**Input for this task:**
- - -

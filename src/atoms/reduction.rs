//! Summation over the slots of an indexed variable.

use core::fmt;
use std::rc::Rc;

use crate::atoms::Atom;
use crate::atoms::variable::{Index, IndexedVariable};
use crate::error::Result;

/// Builds the addend for the slot an [`Index`] currently points at.
pub type TermBuilder = Rc<dyn Fn(&Index) -> Atom>;

/// `Σ_slot term(slot)` over every slot of `over`.
#[derive(Clone)]
pub struct SumOf {
    over: IndexedVariable,
    term: TermBuilder,
}

impl SumOf {
    pub fn new(over: &IndexedVariable, term: impl Fn(&Index) -> Atom + 'static) -> Self {
        Self {
            over: over.clone(),
            term: Rc::new(term),
        }
    }

    /// Variable whose cursor drives the loop.
    #[must_use]
    pub fn over(&self) -> &IndexedVariable {
        &self.over
    }

    /// Moves `over`'s cursor across every slot; the caller sees it unchanged
    /// afterwards, including on early error return.
    pub fn eval(&self) -> Result<f64> {
        let _guard = self.over.scope();
        let term = (self.term)(&self.over.index());

        let mut sum = 0.0;
        for slot in 0..self.over.len() {
            self.over.set_current_index(slot);
            sum += term.eval()?;
        }
        Ok(sum)
    }

    /// Derivative of the single addend that can depend on the slot being
    /// differentiated: the current one, or the target slot if one is set.
    ///
    /// Other addends are not summed in. Softmax and cross-entropy rely on
    /// exactly this single-term behaviour.
    #[must_use]
    pub fn derivative(&self) -> Atom {
        let index = self.over.index();
        let index = if index.target().is_some() {
            index.pinned()
        } else {
            index
        };
        (self.term)(&index).derivative()
    }
}

impl fmt::Debug for SumOf {
    fn fmt(&self, f: &mut fmt::Formatter<'_>) -> fmt::Result {
        f.debug_struct("SumOf")
            .field("over", &self.over.name())
            .field("len", &self.over.len())
            .finish_non_exhaustive()
    }
}

impl fmt::Display for SumOf {
    fn fmt(&self, f: &mut fmt::Formatter<'_>) -> fmt::Result {
        write!(f, "sum_{}({})", self.over.name(), (self.term)(&self.over.index()))
    }
}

- - -

**Exercise description:** Where does the string "crate" occur in the listing above? Return every line that contains it.

**Your solution:**
use crate::atoms::Atom;
use crate::atoms::variable::{Index, IndexedVariable};
use crate::error::Result;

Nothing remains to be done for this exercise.